Jeanie didn't look so bad, and she was that glad to see Jim again and to find him respected as a hard-working well-to-do miner that she forgot most of her disappointments and forgave him his share of any deceit that had been practised upon her and her sister. Women are like that. They'll always make excuses for men they're fond of and blame anybody else that can be blamed or that's within reach. She thought Starlight and me had the most to do with it—perhaps we had; but Jim could have cut loose from us any time before the Momberah cattle racket much easier than he could now. I heard her say once that she thought other people were much more to blame than poor James—people who ought to have known better, and so on. By the time she had got to the end of her little explanation Jim was completely whitewashed of course. It had always happened to him, and I suppose always would. He was a man born to be helped and looked out for by every one he came near.
Seeing how good-looking Jeanie was thought, and how all the swells kept crowding round to get a look at her, if she was near the bar, Kate wanted to have a ball and show her off a bit.
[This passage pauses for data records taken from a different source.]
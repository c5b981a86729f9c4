//! Interpretation of parsed expression trees against a runtime context.

use indexmap::IndexMap;

use crate::ast::value::Value;

use super::ops;
use super::parser::ExprNode;

/// The variable context an expression is evaluated against. Callers
/// typically assemble it from the render variables, with nested paths
/// already flattened to plain keys by the variable extractor.
pub type ExpressionContext = IndexMap<String, Value>;

/// Evaluate an expression tree to a value.
pub fn evaluate(node: &ExprNode, context: &ExpressionContext) -> Value {
    match node {
        ExprNode::Or(a, b) => {
            let result = evaluate(a, context).is_truthy() || evaluate(b, context).is_truthy();
            Value::Bool(result)
        }
        ExprNode::And(a, b) => {
            let result = evaluate(a, context).is_truthy() && evaluate(b, context).is_truthy();
            Value::Bool(result)
        }
        ExprNode::Compare(a, op, b) => {
            let x = evaluate(a, context);
            let y = evaluate(b, context);
            ops::compare(*op, &x, &y)
        }
        ExprNode::Not(x) => Value::Bool(!evaluate(x, context).is_truthy()),
        ExprNode::Quoted(s) => Value::String(s.clone()),
        ExprNode::Word(w) => resolve_term(w, context),
    }
}

/// Resolve an atomic term, in order:
///
/// 1. a context key, or a brace-wrapped context reference; the resolved
///    value passes through the countable-to-boolean coercion
/// 2. a numeric literal
/// 3. case-insensitive `true` / `false`
/// 4. a bare string, surrounding quotes trimmed
pub fn resolve_term(word: &str, context: &ExpressionContext) -> Value {
    let braced = word.starts_with('{') && word.ends_with('}');
    if context.contains_key(word) || braced {
        let key = word.trim_start_matches('{').trim_end_matches('}');
        return context
            .get(key)
            .cloned()
            .unwrap_or(Value::None)
            .coerce_countable();
    }
    if let Ok(n) = word.trim().parse::<f64>() {
        return Value::Number(n);
    }
    let lowered = word.trim().to_ascii_lowercase();
    if lowered == "true" {
        return Value::Bool(true);
    }
    if lowered == "false" {
        return Value::Bool(false);
    }
    Value::String(word.trim_matches(|c| c == '\'' || c == '"').to_string())
}
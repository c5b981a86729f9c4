//! The compiled template representation and its interpreter loop.
//!
//! A converted node is a [`CodeBody`]: zero or more initialization
//! instructions followed by one value-yielding operand. Instructions bind
//! globally unique registers; deferred content (helper children, lazy
//! arguments) lives in the owning artifact's closure table and is referenced
//! by index.

use std::collections::HashMap;

use indexmap::IndexMap;
use serde::{Deserialize, Serialize};

use crate::ast::value::Value;
use crate::error::RenderError;
use crate::expression::ExprCode;
use crate::helper::{HelperArgument, HelperArguments, invoke};
use crate::render::{LazyContent, RenderContext};
use crate::variables::{self, AccessorKind};

use super::artifact::CompiledArtifact;

/// A temporary binding slot. The converter's counter makes registers unique
/// across a whole artifact.
pub type Reg = u32;

/// Index into the owning artifact's closure table.
#[derive(Debug, Clone, Copy, PartialEq, Eq, Serialize, Deserialize)]
pub struct ClosureRef(pub usize);

/// The compiled form of one node or node list.
#[derive(Debug, Clone, PartialEq, Serialize, Deserialize)]
pub struct CodeBody {
    /// Statements executed before the value is produced.
    pub init: Vec<Instr>,
    /// The single expression yielding the body's value.
    pub exec: Operand,
}

impl CodeBody {
    /// A body yielding a constant without initialization.
    pub fn constant(value: Value) -> Self {
        Self {
            init: Vec::new(),
            exec: Operand::Const(value),
        }
    }
}

/// One initialization statement: evaluate an operation into a register.
#[derive(Debug, Clone, PartialEq, Serialize, Deserialize)]
pub struct Instr {
    pub dst: Reg,
    pub op: CompiledOp,
}

#[derive(Debug, Clone, PartialEq, Serialize, Deserialize)]
pub enum CompiledOp {
    /// Resolve a variable path against the render variables, exactly as the
    /// interpreter does.
    Variable {
        path: String,
        accessors: Vec<Option<AccessorKind>>,
    },
    /// Execute a compiled expression.
    Expression(ExprCode),
    /// Invoke a helper with compiled arguments and deferred children.
    Helper {
        namespace: Option<String>,
        name: String,
        arguments: IndexMap<String, CompiledArg>,
        children: Option<ClosureRef>,
    },
    /// Concatenate operand output strings.
    Concat(Vec<Operand>),
}

/// A value source: an inline constant or a previously bound register.
#[derive(Debug, Clone, PartialEq, Serialize, Deserialize)]
pub enum Operand {
    Const(Value),
    Reg(Reg),
}

/// A compiled helper argument: eager operand or lazy closure.
#[derive(Debug, Clone, PartialEq, Serialize, Deserialize)]
pub enum CompiledArg {
    Value(Operand),
    Lazy(ClosureRef),
}

/// Execute a compiled body against a fresh register file.
pub fn execute_body(
    body: &CodeBody,
    artifact: &CompiledArtifact,
    ctx: &RenderContext<'_>,
) -> Result<Value, RenderError> {
    let mut registers: HashMap<Reg, Value> = HashMap::new();
    for instr in &body.init {
        let value = execute_op(&instr.op, artifact, ctx, &registers)?;
        registers.insert(instr.dst, value);
    }
    operand_value(&body.exec, &registers)
}

fn operand_value(operand: &Operand, registers: &HashMap<Reg, Value>) -> Result<Value, RenderError> {
    match operand {
        Operand::Const(value) => Ok(value.clone()),
        Operand::Reg(reg) => registers
            .get(reg)
            .cloned()
            .ok_or_else(|| RenderError::invalid_artifact(format!("unbound register {reg}"))),
    }
}

fn execute_op(
    op: &CompiledOp,
    artifact: &CompiledArtifact,
    ctx: &RenderContext<'_>,
    registers: &HashMap<Reg, Value>,
) -> Result<Value, RenderError> {
    match op {
        CompiledOp::Variable { path, accessors } => Ok(variables::extract_with_hints(
            ctx.variables,
            path,
            accessors,
        )),
        CompiledOp::Expression(code) => Ok(code.execute(ctx.expression_context())),
        CompiledOp::Concat(operands) => match operands.as_slice() {
            [] => Ok(Value::None),
            [single] => operand_value(single, registers),
            several => {
                let mut output = String::new();
                for operand in several {
                    output.push_str(&operand_value(operand, registers)?.to_output_string());
                }
                Ok(Value::String(output))
            }
        },
        CompiledOp::Helper {
            namespace,
            name,
            arguments,
            children,
        } => {
            let instance = ctx
                .resolver
                .create_helper(namespace.as_deref(), name)?;

            let mut helper_arguments = HelperArguments::new();
            for (argument_name, compiled) in arguments {
                let argument = match compiled {
                    CompiledArg::Value(operand) => {
                        HelperArgument::Value(operand_value(operand, registers)?)
                    }
                    CompiledArg::Lazy(closure) => HelperArgument::Lazy(LazyContent::from_body(
                        artifact.closure(*closure)?,
                        artifact,
                    )),
                };
                helper_arguments.insert(argument_name.clone(), argument);
            }
            if let Some(closure) = children {
                helper_arguments.children =
                    Some(LazyContent::from_body(artifact.closure(*closure)?, artifact));
            }

            let display_name = match namespace {
                Some(ns) => format!("{ns}:{name}"),
                None => name.clone(),
            };
            invoke::invoke(instance.as_ref(), &display_name, &helper_arguments, ctx)
        }
    }
}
But she wouldn't have it. She right down refused and close upon quarrelled with Kate about it. She didn't take to the glare and noise and excitement of Turon at all. She was frightened at the strange-looking men that filled the streets by day and the hall at the Prospectors' by night. The women she couldn't abide. Anyhow she wouldn't have nothing to say to them. All she wanted—and she kept at Jim day after day till she made him carry it out—was for him to build or buy a cottage, she didn't care how small, where they could go and live quietly together. She would cook his meals and mend his clothes, and they would come into town on Saturday nights only and be as happy as kings and queens. She didn't come up to dance or flirt, she said, in a place like Turon, and if Jim didn't get a home for her she'd go back to her dressmaking at St. Kilda. This woke up Jim, so he bought out a miner who lived a bit out of the town. He had made money and wanted to sell his improvements and clear out for Sydney. It was a small four-roomed weatherboard cottage, with a bark roof, but very neatly put on. There was a little creek in front, and a small flower garden, with rose trees growing up the verandah posts. Most miners, when they're doing well, make a garden. They take a pride in having a neat cottage and everything about it shipshape. The ground, of course, didn't belong to him, but he held it by his miner's right. The title was good enough, and he had a right to sell his goodwill and improvements.
Jim gave him his price and took everything, even to the bits of furniture. They weren't much, but a place looks awful bare without them. The dog, and the cock and hens he bought too. He got some real nice things in Turon—tables, chairs, sofas, beds, and so on; and had the place lined and papered inside, quite swell. Then he told Jeanie the house was ready, and the next week they were married. They were married in the church—that is, the iron building that did duty for one. It had all been carted up from Melbourne—framework, roof, seats, and all—and put together at Turon. It didn't look so bad after it was painted, though it was awful hot in summer.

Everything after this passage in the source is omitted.